While the pandemic has halted business activity in general, it has deepened the impact on small, fragile businesses in certain sectors, such as restaurants, hotels, coffee shops, performance and entertainment venues and sports services, the research said, noting that those companies employ mostly low-paid and low-skilled staff and are the sectors where women’s businesses are clustered and women are mostly employed.
According to data by Turkey’s Interior Ministry, around 149,382 enterprises in those sectors have been closed due to COVID-19 measures.
Housework
The research also examined the pandemic’s effect on the housework and care responsibilities of both male and female respondents.
It found out that the majority of both women and men stated that after the start of the pandemic, their domestic and care responsibilities at home increased significantly.
However, women expressed a larger increase across all categories of unpaid care work in comparison with male respondents and levels before the COVID-19 outbreak.

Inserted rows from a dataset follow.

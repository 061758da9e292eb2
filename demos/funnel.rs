//! # Example: Waitlist funnel with a flaky sink
//!
//! Emits a short landing-page funnel on both buses while the telemetry sink
//! fails its first calls and the network drops for a moment.
//!
//! ```text
//! cta_clicked ─► ui bus ─► LogWriter
//!                    └─► Dispatcher ─► FlakySink (503, 503, then 200)
//!
//! [offline] waitlist_signup_started ─► queued
//! [online]  flush ─► delivered
//! ```
//!
//! Run with:
//! ```bash
//! RUST_LOG=pulsebus=debug cargo run --example funnel
//! ```

use std::sync::Arc;
use std::sync::atomic::{AtomicU32, Ordering};
use std::time::Duration;

use pulsebus::{
    AppEvent, Config, Connectivity, DeliveryError, FnSink, JitterPolicy, LogWriter, Payload,
    RetryPolicy, Runtime, UiEvent,
};
use serde_json::{Map, Value};
use tracing_subscriber::EnvFilter;

#[tokio::main(flavor = "current_thread")]
async fn main() -> anyhow::Result<()> {
    tracing_subscriber::fmt()
        .with_env_filter(EnvFilter::try_from_default_env().unwrap_or_else(|_| EnvFilter::new("info")))
        .init();

    let failures = Arc::new(AtomicU32::new(2));
    let budget = Arc::clone(&failures);
    let sink = FnSink::new("flaky", move |name: &str, props: &Map<String, Value>| {
        if budget
            .fetch_update(Ordering::SeqCst, Ordering::SeqCst, |n| n.checked_sub(1))
            .is_ok()
        {
            println!("[sink] {name}: 503");
            return Err(DeliveryError::SinkUnavailable { status: 503 });
        }
        println!("[sink] {name}: accepted ({} props)", props.len());
        Ok(())
    });

    let mut cfg = Config::default();
    cfg.dispatch.retry = RetryPolicy {
        base_delay: Duration::from_millis(100),
        max_delay: Duration::from_secs(1),
        ..RetryPolicy::default()
    }
    .with_jitter(JitterPolicy::Equal);

    let rt = Runtime::builder(cfg)
        .with_sink(Arc::new(sink))
        .with_ui_listener(UiEvent::CtaClicked, Arc::new(LogWriter::new()))
        .with_app_listener(AppEvent::InternalError, Arc::new(LogWriter::new()))
        .build();

    let net = Connectivity::default();
    let watcher = rt.watch_connectivity(net.subscribe());

    rt.ui()
        .emit(
            UiEvent::CtaClicked,
            Payload::new("hero").with("ctaLabel", "Join").with("ctaUrl", "/waitlist"),
        )
        .await?;
    tokio::time::sleep(Duration::from_millis(500)).await;

    net.set_online(false);
    tokio::time::sleep(Duration::from_millis(10)).await;
    rt.app()
        .emit(AppEvent::WaitlistSignupStarted, Payload::new("hero"))
        .await?;
    tokio::time::sleep(Duration::from_millis(10)).await;
    println!("[demo] offline, queue depth = {}", rt.dispatcher().queue_depth());

    net.set_online(true);
    tokio::time::sleep(Duration::from_millis(200)).await;

    let snapshot = rt.reporter().snapshot();
    println!("[demo] diagnostics: {}", serde_json::to_string_pretty(&snapshot)?);

    rt.shutdown();
    watcher.await?;
    Ok(())
}
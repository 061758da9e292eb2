//! # Typed event bus.
//!
//! [`EventBus`] validates payloads against the registry, records a bounded audit
//! history, notifies an optional telemetry [`Tracker`] and fans each event out to
//! the listeners registered for its kind.
//!
//! ## Architecture
//! ```text
//! emit(kind, payload)
//!   ├─► validate()                 ─► Err(ValidationError)  (nothing recorded)
//!   ├─► stamp timestamp if missing
//!   ├─► history.push()             (ring buffer, oldest evicted)
//!   ├─► tracker.track()            (spawned; fires with or without listeners)
//!   ├─► ListenerSet::fan_out()     (snapshot, concurrent, isolated)
//!   │       └─► per failure: error!() + emit internal_error
//!   │                         (failures while handling internal_error are only logged)
//!   └─► elapsed > slow_threshold   ─► warn!()
//! ```
//!
//! ## Rules
//! - **Validation first**: an invalid payload has no side effect at all.
//! - **Total order**: history entries are appended in emission order.
//! - **Isolation**: listener failures never reach the caller of `emit`.
//! - **No globals**: buses are explicit instances; create one per test.

use std::sync::atomic::{AtomicU64, Ordering as AtomicOrdering};
use std::sync::{Arc, Mutex, PoisonError};
use std::time::{Duration, SystemTime, UNIX_EPOCH};

use async_trait::async_trait;
use serde_json::{Map, Value};
use tokio::time::Instant;
use tracing::{debug, error, warn};

use crate::core::BusConfig;
use crate::error::{BoxError, ListenerError, ValidationError};
use crate::events::history::{History, HistoryEntry};
use crate::events::kind::{EventKind, validate};
use crate::events::payload::Payload;
use crate::subscribers::{FanOut, ListenerFn, ListenerRef, ListenerSet, Subscription};

/// Source identifier used for internal error events.
pub const INTERNAL_SOURCE: &str = "event_bus";

/// Telemetry hook notified of every valid emission.
///
/// The bus spawns the call and never awaits it, so a slow or failing sink
/// cannot delay `emit`.
#[async_trait]
pub trait Tracker: Send + Sync + 'static {
    /// Records one emitted event.
    async fn track(&self, name: &'static str, properties: Map<String, Value>);
}

/// Outcome of a successful [`EventBus::emit`].
#[derive(Debug, Clone, Copy, PartialEq, Eq)]
pub struct EmitReport {
    /// Per-bus sequence number of the recorded history entry.
    pub seq: u64,
    /// Listeners that completed successfully.
    pub delivered: usize,
    /// Listeners removed between the snapshot and their invocation.
    pub skipped: usize,
    /// Listeners that failed, panicked or timed out.
    pub failed: usize,
    /// Wall-clock duration of the fan-out.
    pub elapsed: Duration,
}

/// In-process publish/subscribe bus over event kinds `K`.
pub struct EventBus<K: EventKind> {
    name: &'static str,
    cfg: BusConfig,
    listeners: ListenerSet<K>,
    history: Mutex<History<K>>,
    next_seq: AtomicU64,
    last_ts: AtomicU64,
    tracker: Option<Arc<dyn Tracker>>,
}

impl<K: EventKind> EventBus<K> {
    /// Creates a bus. `name` only appears in logs.
    pub fn new(name: &'static str, cfg: BusConfig) -> Self {
        Self {
            name,
            history: Mutex::new(History::new(cfg.history_capacity_clamped())),
            cfg,
            listeners: ListenerSet::new(),
            next_seq: AtomicU64::new(0),
            last_ts: AtomicU64::new(0),
            tracker: None,
        }
    }

    /// Attaches the telemetry tracker notified of every emission.
    pub fn with_tracker(mut self, tracker: Arc<dyn Tracker>) -> Self {
        self.tracker = Some(tracker);
        self
    }

    /// Bus name, as given to [`EventBus::new`].
    pub fn name(&self) -> &'static str {
        self.name
    }

    /// Bus configuration.
    pub fn config(&self) -> &BusConfig {
        &self.cfg
    }

    /// Registers `listener` for `kind`.
    ///
    /// Multiple listeners per kind are allowed. The returned [`Subscription`]
    /// removes exactly this registration.
    pub fn subscribe(&self, kind: K, listener: ListenerRef<K>) -> Subscription {
        debug!(bus = self.name, event = kind.name(), listener = listener.name(), "subscribe");
        self.listeners.insert(kind, listener)
    }

    /// Registers an async closure for `kind`. See [`ListenerFn`].
    pub fn subscribe_fn<F, Fut>(&self, kind: K, name: &'static str, f: F) -> Subscription
    where
        F: Fn(K, Payload) -> Fut + Send + Sync + 'static,
        Fut: std::future::Future<Output = Result<(), BoxError>> + Send + 'static,
    {
        self.subscribe(kind, ListenerFn::arc(name, f))
    }

    /// Number of listeners registered for `kind`.
    pub fn listener_count(&self, kind: K) -> usize {
        self.listeners.count(kind)
    }

    /// Validates, records and fans out one event.
    ///
    /// Resolves once every listener has been attempted. The only error is a
    /// [`ValidationError`], returned before any side effect.
    pub async fn emit(&self, kind: K, payload: Payload) -> Result<EmitReport, ValidationError> {
        validate(kind, &payload)?;
        let entry = self.record(kind, payload);
        let (fan, elapsed) = self.fan_out(&entry).await;

        for failure in &fan.failures {
            self.report_failure(&entry, failure).await;
        }

        if !self.cfg.slow_threshold.is_zero() && elapsed > self.cfg.slow_threshold {
            warn!(
                bus = self.name,
                event = kind.name(),
                elapsed_ms = elapsed.as_millis() as u64,
                threshold_ms = self.cfg.slow_threshold.as_millis() as u64,
                "slow event fan-out"
            );
        }

        Ok(EmitReport {
            seq: entry.seq,
            delivered: fan.delivered,
            skipped: fan.skipped,
            failed: fan.failures.len(),
            elapsed,
        })
    }

    /// Copies the audit history in emission order, optionally filtered by kind.
    pub fn history(&self, filter: Option<K>) -> Vec<HistoryEntry<K>> {
        self.lock_history().snapshot(filter)
    }

    /// Number of entries currently held in the history.
    pub fn history_len(&self) -> usize {
        self.lock_history().len()
    }

    /// Drops every history entry.
    pub fn clear_history(&self) {
        self.lock_history().clear();
    }

    fn lock_history(&self) -> std::sync::MutexGuard<'_, History<K>> {
        self.history.lock().unwrap_or_else(PoisonError::into_inner)
    }

    /// Stamps, records and tracks a validated payload.
    fn record(&self, kind: K, mut payload: Payload) -> HistoryEntry<K> {
        payload.stamp_if_missing(|| self.next_timestamp());
        let entry = {
            // seq taken under the history lock: history order == seq order.
            let mut history = self.lock_history();
            let seq = self.next_seq.fetch_add(1, AtomicOrdering::Relaxed);
            let entry = HistoryEntry::new(seq, kind, payload, now_ms());
            history.push(entry.clone());
            entry
        };

        if let Some(tracker) = &self.tracker {
            let tracker = Arc::clone(tracker);
            let name = kind.name();
            let properties = entry.payload.to_properties();
            tokio::spawn(async move { tracker.track(name, properties).await });
        }
        entry
    }

    async fn fan_out(&self, entry: &HistoryEntry<K>) -> (FanOut, Duration) {
        let started = Instant::now();
        if self.listeners.count(entry.kind) == 0 {
            debug!(bus = self.name, event = entry.kind.name(), "no listeners");
            return (FanOut::default(), started.elapsed());
        }
        let fan = self
            .listeners
            .fan_out(entry.kind, &entry.payload, self.cfg.listener_timeout())
            .await;
        (fan, started.elapsed())
    }

    /// Logs a listener failure and republishes it as an internal error event.
    async fn report_failure(&self, entry: &HistoryEntry<K>, failure: &ListenerError) {
        let severity = failure.severity();
        error!(
            bus = self.name,
            event = entry.kind.name(),
            listener = failure.listener(),
            label = failure.as_label(),
            severity = severity.as_str(),
            "listener failed: {failure}"
        );
        if entry.kind.is_internal_error() {
            return;
        }

        let internal = K::internal_error();
        let payload = Payload::new(INTERNAL_SOURCE)
            .with("error", failure.to_string())
            .with("severity", severity.as_str())
            .with("listener", failure.listener())
            .with("originalEvent", entry.kind.name())
            .with("originalSeq", entry.seq);
        let entry = self.record(internal, payload);
        let (fan, _) = self.fan_out(&entry).await;

        for nested in &fan.failures {
            error!(
                bus = self.name,
                event = internal.name(),
                listener = nested.listener(),
                label = nested.as_label(),
                "listener failed while handling internal error: {nested}"
            );
        }
    }

    /// Wall-clock ms, forced strictly above the previously assigned value.
    fn next_timestamp(&self) -> u64 {
        let now = now_ms();
        let prev = self
            .last_ts
            .fetch_update(AtomicOrdering::Relaxed, AtomicOrdering::Relaxed, |last| {
                Some(now.max(last + 1))
            })
            .unwrap_or_else(|last| last);
        now.max(prev + 1)
    }
}

fn now_ms() -> u64 {
    SystemTime::now()
        .duration_since(UNIX_EPOCH)
        .map(|d| d.as_millis() as u64)
        .unwrap_or(0)
}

Of the female respondents, 77.6% said their workload has increased in “cleaning the house and washing clothes” and 59.9% said it increased in “cooking and serving meals.” Nearly half of men said their duties increased in household cleaning and just under a quarter said their work in the kitchen increased.
The research classified the most time-consuming housework and care responsibilities, ranking them in order as cleaning, shopping, cooking, repair and household management, caring for children and assisting the elderly. Those who say that their partners started helping with the house and care work after the outbreak of COVID-19 were 35.2% of all the female respondents, while the rate among the male respondents was 36.4%.
The research found that a significant portion of male respondents did not do any of the house or care work “under normal circumstances” either. Some 40.7% of male respondents stated that they do not cook, while 25.5% said they do not clean.
Psychological impact
The research also revealed the negative emotional and psychological impact of the COVID-19 pandemic on women and men. Some 54% of female respondents and 49% of male respondents stated that they have started experiencing stress and anxiety with the outbreak.
A majority of respondents in Istanbul, 96.5%, stated that their emotional and psychological health has been negatively affected. Respondents living in provinces in the northeastern, eastern, Aegean and western regions also said their emotional and psychological health has been negatively affected.
The research, meanwhile, found that although the majority of women and men have health insurance, a great percentage of women are covered by another family member’s insurance, namely a spouse's or parent's, compared to men.
Some 77.4% of male respondents expressed that they had their own health insurance. This rate was less than half for women, with 43%. Moreover, 46.2% of the women expressed that they were covered by their spouses’ or parents’ health insurance, compared to only 8.5% for men, which, as the research puts it, “indicates that women are more dependent on other family members in this regard.”
The rate of those without insurance was 13% among men and 10% among women.